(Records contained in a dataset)
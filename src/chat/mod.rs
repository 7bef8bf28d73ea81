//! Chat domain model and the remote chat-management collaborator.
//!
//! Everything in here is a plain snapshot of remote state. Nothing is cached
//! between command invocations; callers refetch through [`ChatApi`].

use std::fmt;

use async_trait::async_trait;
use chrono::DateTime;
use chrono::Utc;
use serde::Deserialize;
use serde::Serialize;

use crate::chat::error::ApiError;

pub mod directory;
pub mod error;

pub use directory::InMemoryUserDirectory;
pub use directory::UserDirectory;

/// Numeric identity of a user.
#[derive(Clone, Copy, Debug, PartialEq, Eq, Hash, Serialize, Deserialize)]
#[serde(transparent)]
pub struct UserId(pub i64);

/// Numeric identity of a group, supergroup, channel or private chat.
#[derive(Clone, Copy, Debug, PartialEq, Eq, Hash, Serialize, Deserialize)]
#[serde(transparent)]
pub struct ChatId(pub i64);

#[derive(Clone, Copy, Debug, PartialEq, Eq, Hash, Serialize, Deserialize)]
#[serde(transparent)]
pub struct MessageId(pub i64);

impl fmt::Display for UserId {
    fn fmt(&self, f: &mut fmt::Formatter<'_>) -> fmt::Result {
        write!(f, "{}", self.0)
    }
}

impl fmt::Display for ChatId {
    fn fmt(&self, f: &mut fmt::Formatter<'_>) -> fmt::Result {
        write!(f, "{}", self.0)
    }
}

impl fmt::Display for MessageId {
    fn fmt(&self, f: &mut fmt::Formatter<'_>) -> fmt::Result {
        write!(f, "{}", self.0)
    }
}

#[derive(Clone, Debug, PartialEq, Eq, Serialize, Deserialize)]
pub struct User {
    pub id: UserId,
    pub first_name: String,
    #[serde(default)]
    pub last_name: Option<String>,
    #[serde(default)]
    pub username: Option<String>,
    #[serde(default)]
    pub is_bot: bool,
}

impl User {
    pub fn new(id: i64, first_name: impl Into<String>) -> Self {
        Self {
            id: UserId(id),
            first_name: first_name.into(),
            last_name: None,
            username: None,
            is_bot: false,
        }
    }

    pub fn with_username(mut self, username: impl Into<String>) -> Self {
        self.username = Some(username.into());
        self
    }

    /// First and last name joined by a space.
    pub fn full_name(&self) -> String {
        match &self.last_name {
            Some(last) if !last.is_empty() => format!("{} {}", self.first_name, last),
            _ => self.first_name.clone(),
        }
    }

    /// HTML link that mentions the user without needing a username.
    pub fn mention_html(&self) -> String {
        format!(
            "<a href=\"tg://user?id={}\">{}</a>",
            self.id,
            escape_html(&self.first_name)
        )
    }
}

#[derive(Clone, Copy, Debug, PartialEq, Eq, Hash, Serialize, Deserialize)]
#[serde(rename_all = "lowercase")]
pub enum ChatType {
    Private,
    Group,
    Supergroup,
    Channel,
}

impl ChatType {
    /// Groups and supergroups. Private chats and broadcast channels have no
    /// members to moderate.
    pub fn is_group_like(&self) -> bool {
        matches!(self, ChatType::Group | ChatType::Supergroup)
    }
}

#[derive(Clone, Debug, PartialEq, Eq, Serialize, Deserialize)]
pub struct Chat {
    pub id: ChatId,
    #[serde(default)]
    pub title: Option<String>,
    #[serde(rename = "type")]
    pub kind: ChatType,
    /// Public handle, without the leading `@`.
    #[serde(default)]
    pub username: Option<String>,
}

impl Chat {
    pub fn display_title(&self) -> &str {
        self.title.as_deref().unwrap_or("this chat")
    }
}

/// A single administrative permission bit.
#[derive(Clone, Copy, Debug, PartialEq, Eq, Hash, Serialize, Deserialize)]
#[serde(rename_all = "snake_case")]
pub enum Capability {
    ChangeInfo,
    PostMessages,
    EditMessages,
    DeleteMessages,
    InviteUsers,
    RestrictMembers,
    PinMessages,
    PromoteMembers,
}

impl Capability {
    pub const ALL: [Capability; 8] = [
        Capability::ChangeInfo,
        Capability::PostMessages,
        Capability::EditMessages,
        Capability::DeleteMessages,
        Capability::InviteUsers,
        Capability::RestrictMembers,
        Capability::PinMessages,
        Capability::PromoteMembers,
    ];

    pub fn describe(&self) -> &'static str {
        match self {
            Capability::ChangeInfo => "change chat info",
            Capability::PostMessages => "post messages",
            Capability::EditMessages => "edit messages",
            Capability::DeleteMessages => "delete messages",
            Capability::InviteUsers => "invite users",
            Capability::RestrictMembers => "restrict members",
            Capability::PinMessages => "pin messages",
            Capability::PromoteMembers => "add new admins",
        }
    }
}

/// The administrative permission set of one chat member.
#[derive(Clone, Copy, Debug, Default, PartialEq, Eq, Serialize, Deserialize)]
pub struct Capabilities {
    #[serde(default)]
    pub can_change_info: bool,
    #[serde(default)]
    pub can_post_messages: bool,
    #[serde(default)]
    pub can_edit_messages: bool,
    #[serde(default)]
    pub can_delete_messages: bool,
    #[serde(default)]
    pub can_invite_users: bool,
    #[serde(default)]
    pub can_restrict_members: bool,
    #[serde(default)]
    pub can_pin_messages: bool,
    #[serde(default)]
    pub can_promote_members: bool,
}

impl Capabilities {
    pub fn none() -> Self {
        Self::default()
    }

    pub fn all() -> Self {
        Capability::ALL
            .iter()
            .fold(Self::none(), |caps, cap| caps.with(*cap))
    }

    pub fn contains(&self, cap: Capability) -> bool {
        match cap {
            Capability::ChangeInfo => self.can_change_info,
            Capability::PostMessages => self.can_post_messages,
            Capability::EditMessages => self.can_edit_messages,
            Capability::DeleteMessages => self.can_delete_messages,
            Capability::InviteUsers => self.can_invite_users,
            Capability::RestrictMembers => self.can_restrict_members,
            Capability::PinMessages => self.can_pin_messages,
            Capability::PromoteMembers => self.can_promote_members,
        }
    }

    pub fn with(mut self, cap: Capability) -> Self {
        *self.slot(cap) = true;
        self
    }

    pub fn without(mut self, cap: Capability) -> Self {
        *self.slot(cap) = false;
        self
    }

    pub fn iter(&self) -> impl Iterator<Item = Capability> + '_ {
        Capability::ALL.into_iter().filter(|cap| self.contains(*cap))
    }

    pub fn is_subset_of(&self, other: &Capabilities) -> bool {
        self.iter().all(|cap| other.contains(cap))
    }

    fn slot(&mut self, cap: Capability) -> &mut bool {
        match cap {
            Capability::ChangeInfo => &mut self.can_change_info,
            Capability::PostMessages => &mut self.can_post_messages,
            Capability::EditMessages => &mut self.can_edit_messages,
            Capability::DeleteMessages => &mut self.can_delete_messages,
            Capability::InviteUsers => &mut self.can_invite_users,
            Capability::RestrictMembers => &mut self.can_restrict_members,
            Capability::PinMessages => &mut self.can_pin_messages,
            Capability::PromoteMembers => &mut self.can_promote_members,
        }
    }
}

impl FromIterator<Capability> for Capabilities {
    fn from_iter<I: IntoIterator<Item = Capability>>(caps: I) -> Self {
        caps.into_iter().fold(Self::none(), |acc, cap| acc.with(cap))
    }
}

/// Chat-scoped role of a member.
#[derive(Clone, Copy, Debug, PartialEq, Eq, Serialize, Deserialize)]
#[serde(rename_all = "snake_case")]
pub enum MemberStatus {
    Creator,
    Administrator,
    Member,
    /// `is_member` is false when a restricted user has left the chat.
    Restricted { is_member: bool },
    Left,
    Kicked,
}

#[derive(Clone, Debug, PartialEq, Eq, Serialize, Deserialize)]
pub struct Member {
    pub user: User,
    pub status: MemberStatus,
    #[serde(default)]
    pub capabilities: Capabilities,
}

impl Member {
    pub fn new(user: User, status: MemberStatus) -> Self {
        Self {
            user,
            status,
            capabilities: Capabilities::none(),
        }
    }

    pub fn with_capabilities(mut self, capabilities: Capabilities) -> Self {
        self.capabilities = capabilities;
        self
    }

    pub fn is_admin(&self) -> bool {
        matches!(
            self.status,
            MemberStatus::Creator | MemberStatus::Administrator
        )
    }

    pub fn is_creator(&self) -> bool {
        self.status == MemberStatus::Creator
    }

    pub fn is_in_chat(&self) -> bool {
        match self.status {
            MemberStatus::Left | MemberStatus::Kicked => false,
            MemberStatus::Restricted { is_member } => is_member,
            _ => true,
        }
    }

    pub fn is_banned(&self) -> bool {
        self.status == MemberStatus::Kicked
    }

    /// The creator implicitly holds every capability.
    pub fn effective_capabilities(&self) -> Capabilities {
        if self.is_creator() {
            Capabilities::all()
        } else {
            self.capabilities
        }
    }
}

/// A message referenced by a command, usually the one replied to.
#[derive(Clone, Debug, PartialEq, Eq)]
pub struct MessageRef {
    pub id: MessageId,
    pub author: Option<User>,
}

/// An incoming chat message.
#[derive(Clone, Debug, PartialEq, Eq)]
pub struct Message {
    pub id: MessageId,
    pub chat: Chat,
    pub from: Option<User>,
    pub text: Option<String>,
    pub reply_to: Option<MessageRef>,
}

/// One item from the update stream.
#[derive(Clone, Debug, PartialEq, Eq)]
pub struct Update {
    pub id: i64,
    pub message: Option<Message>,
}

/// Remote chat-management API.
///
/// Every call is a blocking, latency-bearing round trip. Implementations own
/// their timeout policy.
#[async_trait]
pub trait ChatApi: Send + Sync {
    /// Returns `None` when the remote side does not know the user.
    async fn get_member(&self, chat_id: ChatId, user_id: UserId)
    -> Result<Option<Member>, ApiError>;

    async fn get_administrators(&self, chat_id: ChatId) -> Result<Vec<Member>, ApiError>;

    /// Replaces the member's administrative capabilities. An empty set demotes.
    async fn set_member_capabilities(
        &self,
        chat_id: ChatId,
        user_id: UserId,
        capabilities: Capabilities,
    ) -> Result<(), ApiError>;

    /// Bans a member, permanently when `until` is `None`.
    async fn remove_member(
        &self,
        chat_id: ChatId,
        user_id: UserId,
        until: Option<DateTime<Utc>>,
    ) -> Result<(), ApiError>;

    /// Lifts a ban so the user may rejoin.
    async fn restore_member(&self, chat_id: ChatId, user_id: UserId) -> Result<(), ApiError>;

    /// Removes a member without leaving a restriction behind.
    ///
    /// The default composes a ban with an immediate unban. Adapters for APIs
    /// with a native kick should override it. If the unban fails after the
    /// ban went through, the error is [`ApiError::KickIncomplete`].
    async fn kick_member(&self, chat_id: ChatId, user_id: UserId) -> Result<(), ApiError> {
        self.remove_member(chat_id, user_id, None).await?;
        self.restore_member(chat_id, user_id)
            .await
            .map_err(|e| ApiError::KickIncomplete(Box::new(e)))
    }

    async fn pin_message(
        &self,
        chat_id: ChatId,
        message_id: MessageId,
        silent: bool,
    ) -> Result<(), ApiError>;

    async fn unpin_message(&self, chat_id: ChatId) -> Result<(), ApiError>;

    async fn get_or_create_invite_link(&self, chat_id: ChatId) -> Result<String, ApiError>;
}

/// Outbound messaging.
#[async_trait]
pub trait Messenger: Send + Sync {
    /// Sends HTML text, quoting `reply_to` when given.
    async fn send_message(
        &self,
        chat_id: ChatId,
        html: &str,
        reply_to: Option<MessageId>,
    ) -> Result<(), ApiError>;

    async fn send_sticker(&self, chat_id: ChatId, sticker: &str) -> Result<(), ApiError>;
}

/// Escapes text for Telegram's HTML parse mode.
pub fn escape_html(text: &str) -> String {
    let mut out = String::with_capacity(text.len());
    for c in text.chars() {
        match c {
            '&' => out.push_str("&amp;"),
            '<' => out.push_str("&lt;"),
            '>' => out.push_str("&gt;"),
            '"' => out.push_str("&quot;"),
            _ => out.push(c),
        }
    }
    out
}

● **Requirement**: Word for word, restate the entries from the first line to the line that has "identity of a user.", both included, and nothing else.

● **Written answer**:
filename src/chat/mod.rs
repository 7bef8bf28d73ea81
//! Chat domain model and the remote chat-management collaborator.
//!
//! Everything in here is a plain snapshot of remote state. Nothing is cached
//! between command invocations; callers refetch through [`ChatApi`].

use std::fmt;

use async_trait::async_trait;
use chrono::DateTime;
use chrono::Utc;
use serde::Deserialize;
use serde::Serialize;

use crate::chat::error::ApiError;

pub mod directory;
pub mod error;

pub use directory::InMemoryUserDirectory;
pub use directory::UserDirectory;

/// Numeric identity of a user.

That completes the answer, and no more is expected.